The labor market has been turned on its head since the pandemic. The same holds true for the way we work. Remote working and virtual meetings are now the norm. Candidate pipelines are drying up, and the Great Resignation is under way. Although remote working was becoming more accepted and commonly adopted pre-pandemic, since early 2020 remote working is here to stay—and will only grow over the coming years.
As organizations increasingly hire more and more remote workers, the impact on how employees and teams communicate and work together is huge, as is the impact on how leaders lead their teams. These impacts, in turn, are radically transforming organizational cultures. And this is where hiring for emotional intelligence can be a key component to helping your organization succeed during this time of transition.
Benefits of Emotional Intelligence in the Workplace
With a high degree of emotional intelligence, also known as emotional quotient (EQ), in the workplace, employees use empathy, social skills, self-esteem, self-awareness, self-motivation and self-regulation to manage relationships, solve problems, innovate, make decisions, and communicate with co-workers, customers, and vendors.
Imagine having an organization of high–EQ people able to accurately assess situations and make strong business decisions while maintaining control of their emotions. High-EQ employees communicate and collaborate better, creating invigorating culture change and energizing an organization.
Benefits of Hiring Emotional Intelligence in Remote Work Environments
As companies hire more remote workers, managers are increasingly skeptical about whether the work is getting done now that their employees are no longer in the office. This affects every aspect of the worker-manager relationship, such as how a manager asks questions while checking in on the progress and status of work.
Hiring a people manager with a high degree of emotional intelligence can reduce defensiveness in employees because High-EQ managers are naturally more intuitive and empathic about the needs and mood of employees. These managers are able to fluently make subtle changes to the way they interact and communicate, which helps address unwanted employee behavior sooner rather than later. Managers who are effective in using emotional intelligence skills can be more successful in building trust with their people. Managers with high emotional intelligence are also good at building collaboration within their teams. This is a critical skill set in remote environments.

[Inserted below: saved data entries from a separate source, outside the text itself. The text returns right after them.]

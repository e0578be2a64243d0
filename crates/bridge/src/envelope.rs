//! Relay wire format and the relay-side dispatcher.

use anyhow::{anyhow, Context, Result};
use charter_core::{PhysicalId, ReleaseSpec};
use charter_ops::{ReleaseData, ReleaseInputs, ReleaseOps, ReleaseStatus, ReleaseSummary, ReleaseTarget};
use serde::{Deserialize, Serialize};
use serde_json::{Map, Value as Json};
use tracing::info;

#[derive(Debug, Clone, Copy, PartialEq, Eq, Hash, Serialize, Deserialize)]
pub enum Action {
    InstallRelease,
    UpdateRelease,
    CheckRelease,
    GetPending,
    GetResources,
    UninstallRelease,
    ListRelease,
}

impl std::fmt::Display for Action {
    fn fmt(&self, f: &mut std::fmt::Formatter<'_>) -> std::fmt::Result {
        write!(f, "{:?}", self)
    }
}

mod b64 {
    use base64::engine::general_purpose::STANDARD;
    use base64::Engine as _;
    use serde::{Deserialize, Deserializer, Serializer};

    pub fn serialize<S: Serializer>(v: &Option<Vec<u8>>, s: S) -> Result<S::Ok, S::Error> {
        match v {
            Some(bytes) => s.serialize_str(&STANDARD.encode(bytes)),
            None => s.serialize_none(),
        }
    }

    pub fn deserialize<'de, D: Deserializer<'de>>(d: D) -> Result<Option<Vec<u8>>, D::Error> {
        match Option::<String>::deserialize(d)? {
            Some(s) => STANDARD.decode(s.as_bytes()).map(Some).map_err(serde::de::Error::custom),
            None => Ok(None),
        }
    }
}

/// Request sent to a bridge.
#[derive(Debug, Clone, PartialEq, Serialize, Deserialize)]
#[serde(rename_all = "PascalCase")]
pub struct Envelope {
    pub action: Action,
    #[serde(default, with = "b64", skip_serializing_if = "Option::is_none")]
    pub kubeconfig: Option<Vec<u8>>,
    #[serde(default)]
    pub spec: ReleaseSpec,
    #[serde(default, skip_serializing_if = "Option::is_none")]
    pub inputs: Option<ReleaseInputs>,
    #[serde(default, skip_serializing_if = "Option::is_none")]
    pub release_data: Option<ReleaseData>,
}

impl Envelope {
    pub fn new(action: Action, kubeconfig: &[u8], spec: &ReleaseSpec) -> Self {
        Self { action, kubeconfig: Some(kubeconfig.to_vec()), spec: spec.clone(), inputs: None, release_data: None }
    }

    pub fn with_inputs(mut self, inputs: &ReleaseInputs) -> Self {
        self.inputs = Some(inputs.clone());
        self
    }

    pub fn with_release(mut self, release: &ReleaseData) -> Self {
        self.release_data = Some(release.clone());
        self
    }

    /// Release addressed by the envelope: the spec's physical id, then its name, then the inputs.
    pub fn target(&self) -> Result<ReleaseTarget> {
        if let Some(id) = self.spec.id.as_deref().filter(|s| !s.is_empty()) {
            let id = PhysicalId::decode(id)?;
            return Ok(ReleaseTarget { name: id.name, namespace: id.namespace });
        }
        if let Some(name) = self.spec.name.as_deref().filter(|s| !s.is_empty()) {
            return Ok(ReleaseTarget { name: name.to_string(), namespace: self.spec.namespace_or_default() });
        }
        self.inputs.as_ref().map(|i| i.config.clone()).ok_or_else(|| anyhow!("{} envelope carries neither ID nor inputs", self.action))
    }

    fn inputs(&self) -> Result<&ReleaseInputs> {
        self.inputs.as_ref().ok_or_else(|| anyhow!("{} envelope is missing Inputs", self.action))
    }

    fn release(&self) -> Result<&ReleaseData> {
        self.release_data.as_ref().ok_or_else(|| anyhow!("{} envelope is missing ReleaseData", self.action))
    }
}

#[derive(Debug, Clone, Default, PartialEq, Serialize, Deserialize)]
#[serde(rename_all = "PascalCase")]
pub struct EnvelopeResponse {
    #[serde(default, skip_serializing_if = "Option::is_none")]
    pub status_data: Option<ReleaseStatus>,
    #[serde(default, skip_serializing_if = "Option::is_none")]
    pub list_data: Option<Vec<ReleaseSummary>>,
    #[serde(default, skip_serializing_if = "Option::is_none")]
    pub resources: Option<Map<String, Json>>,
    #[serde(default, skip_serializing_if = "Option::is_none")]
    pub pending_resources: Option<bool>,
    #[serde(default, skip_serializing_if = "Option::is_none")]
    pub diagnostics: Option<Vec<String>>,
}

/// Execute one envelope against an executor.
pub async fn serve_envelope(envelope: &Envelope, ops: &dyn ReleaseOps) -> Result<EnvelopeResponse> {
    info!(action = %envelope.action, "relay: serving");
    let mut out = EnvelopeResponse::default();
    match envelope.action {
        Action::InstallRelease => ops.install(envelope.inputs()?).await?,
        Action::UpdateRelease => ops.upgrade(envelope.inputs()?).await?,
        Action::CheckRelease => out.status_data = Some(ops.status(&envelope.target()?).await?),
        Action::GetPending => {
            let r = ops.pending(envelope.release()?).await?;
            out.pending_resources = Some(r.pending);
            out.diagnostics = (!r.reasons.is_empty()).then_some(r.reasons);
        }
        Action::GetResources => out.resources = Some(ops.resources(envelope.release()?).await?),
        Action::UninstallRelease => ops.uninstall(&envelope.target()?).await?,
        Action::ListRelease => out.list_data = Some(ops.list(envelope.inputs()?).await?),
    }
    Ok(out)
}

/// `[errorType] errorMessage` from a function error document, or the raw payload.
pub(crate) fn remote_error_message(kind: &str, payload: &[u8]) -> String {
    match serde_json::from_slice::<Map<String, Json>>(payload) {
        Ok(doc) => {
            let field = |k: &str| doc.get(k).and_then(Json::as_str).unwrap_or_default().to_string();
            format!("[{}] {}", field("errorType"), field("errorMessage"))
        }
        Err(_) => format!("[{}] {}", kind, String::from_utf8_lossy(payload)),
    }
}

pub(crate) fn decode_response(payload: &[u8]) -> Result<EnvelopeResponse> {
    serde_json::from_slice(payload).context("decoding bridge response")
}

#[cfg(test)]
mod tests {
    use super::*;

    #[test]
    fn remote_errors_are_unwrapped() {
        let doc = br#"{"errorType":"SomeType","errorMessage":"SomeMessage"}"#;
        assert_eq!(remote_error_message("Unhandled", doc), "[SomeType] SomeMessage");
        assert_eq!(remote_error_message("Unhandled", b"boom"), "[Unhandled] boom");
    }

    #[test]
    fn kubeconfig_travels_as_base64() {
        let e = Envelope::new(Action::CheckRelease, b"apiVersion: v1", &ReleaseSpec::default());
        let v = serde_json::to_value(&e).unwrap();
        assert_eq!(v["Action"], "CheckRelease");
        assert_eq!(v["Kubeconfig"], "YXBpVmVyc2lvbjogdjE=");
        assert!(v.get("Inputs").is_none());
        let back: Envelope = serde_json::from_value(v).unwrap();
        assert_eq!(back.kubeconfig.as_deref(), Some(&b"apiVersion: v1"[..]));
    }

    #[test]
    fn target_prefers_the_physical_id() {
        let spec = ReleaseSpec {
            id: Some("eyJDbHVzdGVySUQiOiJla3MiLCJSZWdpb24iOiJldS13ZXN0LTEiLCJOYW1lIjoiVGVzdCIsIk5hbWVzcGFjZSI6IlRlc3QifQ".into()),
            ..Default::default()
        };
        let t = Envelope::new(Action::UninstallRelease, b"", &spec).target().unwrap();
        assert_eq!(t, ReleaseTarget { name: "Test".into(), namespace: "Test".into() });
        assert!(Envelope::new(Action::UninstallRelease, b"", &ReleaseSpec::default()).target().is_err());
    }
}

Hiring an employee with a high degree of emotional intelligence can lead to the employee being more self-disciplined in working from home where their direct manager isn’t present to directly supervise them. High-EQ employees are more collaborative and likely to initiate positive communication with peers and their direct manager. They have healthy conflict with teammates and look for win-win scenarios.

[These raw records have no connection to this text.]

//! Environment-driven settings.
//!
//! Every knob is a `CHARTER_*` variable with a default; `from_env` is the only place
//! the process environment is read for configuration.

use std::path::PathBuf;

pub const DEFAULT_TIMEOUT_MINUTES: u32 = 60;
pub const DEFAULT_CALLBACK_DELAY_SECS: u64 = 30;
pub const DEFAULT_STABLE_REPO_URL: &str = "https://charts.helm.sh/stable";
pub const DEFAULT_BRIDGE_PREFIX: &str = "helm-provider-vpc-connector-";

/// Bridge function shape and stabilisation bounds.
#[derive(Debug, Clone, PartialEq)]
pub struct BridgeSettings {
    pub tries: u32,
    pub create_interval_secs: u64,
    pub pending_interval_secs: u64,
    pub prefix: String,
    pub package_path: PathBuf,
    pub handler: String,
    pub runtime: String,
    pub memory_mb: u32,
    pub timeout_secs: u32,
    /// Execution role for created functions; falls back to the caller's role when unset.
    pub role_arn: Option<String>,
}

impl Default for BridgeSettings {
    fn default() -> Self {
        Self {
            tries: 3,
            create_interval_secs: 5,
            pending_interval_secs: 8,
            prefix: DEFAULT_BRIDGE_PREFIX.to_string(),
            package_path: PathBuf::from("charter-relay.zip"),
            handler: "bootstrap".to_string(),
            runtime: "provided.al2023".to_string(),
            memory_mb: 256,
            timeout_secs: 900,
            role_arn: None,
        }
    }
}

#[derive(Debug, Clone, PartialEq)]
pub struct Settings {
    pub region: Option<String>,
    pub default_timeout_minutes: u32,
    pub callback_delay_secs: u64,
    pub bridge: BridgeSettings,
    pub work_dir: PathBuf,
    pub repository_config: PathBuf,
    pub repository_cache: PathBuf,
    pub stable_repo_url: String,
    pub dependency_update: bool,
    pub diagnostics_cap: usize,
    pub max_manifest_bytes: usize,
    pub max_manifest_nodes: usize,
}

impl Default for Settings {
    fn default() -> Self {
        let work_dir = PathBuf::from("/tmp/charter");
        Self {
            region: None,
            default_timeout_minutes: DEFAULT_TIMEOUT_MINUTES,
            callback_delay_secs: DEFAULT_CALLBACK_DELAY_SECS,
            bridge: BridgeSettings::default(),
            repository_config: work_dir.join("config/repositories.yaml"),
            repository_cache: work_dir.join("cache/repository"),
            work_dir,
            stable_repo_url: DEFAULT_STABLE_REPO_URL.to_string(),
            dependency_update: false,
            diagnostics_cap: crate::diagnostics::DEFAULT_CAP,
            max_manifest_bytes: 4 * 1024 * 1024,
            max_manifest_nodes: 100_000,
        }
    }
}

impl Settings {
    pub fn from_env() -> Self {
        Self::from_lookup(|k| std::env::var(k).ok())
    }

    /// Same as `from_env` over an arbitrary lookup; unparsable values keep their defaults.
    pub fn from_lookup(get: impl Fn(&str) -> Option<String>) -> Self {
        let d = Settings::default();
        let num = |k: &str| get(k).and_then(|s| s.trim().parse::<u64>().ok());
        let flag = |k: &str| get(k).map(|v| v == "1" || v.eq_ignore_ascii_case("true"));
        let work_dir = get("CHARTER_WORK_DIR").map(PathBuf::from).unwrap_or(d.work_dir.clone());
        let b = BridgeSettings::default();
        Settings {
            region: get("CHARTER_REGION").or_else(|| get("AWS_REGION")).filter(|s| !s.is_empty()),
            default_timeout_minutes: num("CHARTER_TIMEOUT_MINUTES").map(|v| v as u32).unwrap_or(d.default_timeout_minutes),
            callback_delay_secs: num("CHARTER_CALLBACK_DELAY_SECS").unwrap_or(d.callback_delay_secs),
            bridge: BridgeSettings {
                tries: num("CHARTER_BRIDGE_TRIES").map(|v| v.max(1) as u32).unwrap_or(b.tries),
                create_interval_secs: num("CHARTER_BRIDGE_CREATE_INTERVAL_SECS").unwrap_or(b.create_interval_secs),
                pending_interval_secs: num("CHARTER_BRIDGE_PENDING_INTERVAL_SECS").unwrap_or(b.pending_interval_secs),
                prefix: get("CHARTER_BRIDGE_PREFIX").unwrap_or(b.prefix),
                package_path: get("CHARTER_BRIDGE_PACKAGE").map(PathBuf::from).unwrap_or(b.package_path),
                handler: get("CHARTER_BRIDGE_HANDLER").unwrap_or(b.handler),
                runtime: get("CHARTER_BRIDGE_RUNTIME").unwrap_or(b.runtime),
                memory_mb: num("CHARTER_BRIDGE_MEMORY_MB").map(|v| v as u32).unwrap_or(b.memory_mb),
                timeout_secs: num("CHARTER_BRIDGE_TIMEOUT_SECS").map(|v| v as u32).unwrap_or(b.timeout_secs),
                role_arn: get("CHARTER_BRIDGE_ROLE_ARN").filter(|s| !s.is_empty()),
            },
            repository_config: get("CHARTER_REPOSITORY_CONFIG")
                .map(PathBuf::from)
                .unwrap_or_else(|| work_dir.join("config/repositories.yaml")),
            repository_cache: get("CHARTER_REPOSITORY_CACHE")
                .map(PathBuf::from)
                .unwrap_or_else(|| work_dir.join("cache/repository")),
            work_dir,
            stable_repo_url: get("CHARTER_STABLE_REPO_URL").unwrap_or(d.stable_repo_url),
            dependency_update: flag("CHARTER_DEPENDENCY_UPDATE").unwrap_or(d.dependency_update),
            diagnostics_cap: num("CHARTER_DIAGNOSTICS_CAP").map(|v| v.max(1) as usize).unwrap_or(d.diagnostics_cap),
            max_manifest_bytes: num("CHARTER_MAX_MANIFEST_BYTES").map(|v| v as usize).unwrap_or(d.max_manifest_bytes),
            max_manifest_nodes: num("CHARTER_MAX_MANIFEST_NODES").map(|v| v as usize).unwrap_or(d.max_manifest_nodes),
        }
    }

    /// Worst-case time one step may spend waiting on bridge stabilisation.
    pub fn bridge_worst_case_secs(&self) -> u64 {
        u64::from(self.bridge.tries) * self.bridge.create_interval_secs.max(self.bridge.pending_interval_secs)
    }
}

Benefits of Hiring Emotional Intelligence for Building the Leadership Bench
The current labor shortages aren’t going away immediately. Even before the pandemic, leadership shortages were being projected. In a recent survey by DDI, only 11% of firms surveyed said they had an adequate leadership bench ready to step up.
Hiring for emotional intelligence can provide a significant competitive advantage by helping build a leadership pipeline of excellent communicators, collaborators, and team-builders. If you factor in identifying and hiring for emotional intelligence on the front end of the human capital equation, you will assure the availability of top talent to fill leadership vacancies when they arise.
Have you ever wondered why some sports teams always have great players in certain positions? It’s because these teams are laser-focused on recruiting and talent acquisition efforts to focus on certain skill sets that lead to desired outcomes and results. The same idea holds true for building a solid leadership pipeline.
Benefits of Hiring Emotional Intelligence for Retaining Top Talent
The workforce is changing, and employees have more leverage than ever before. The data suggests employees are wanting more work-life balance and that certain management styles won’t work with today’s workers.
Hiring people leaders with high emotional intelligence directly increases employee retention. A recent study found that employees are 400% less likely to leave their job if they have a high-EQ manager. With the candidate pipeline drying up, it’s more important than ever to hire managers with high emotional intelligence in order to develop and retain talent.
The labor market and workplace are in major transition and candidate pipelines are drying up. Companies that place an emphasis on hiring emotional intelligence will be better positioned than most to survive and thrive going forward.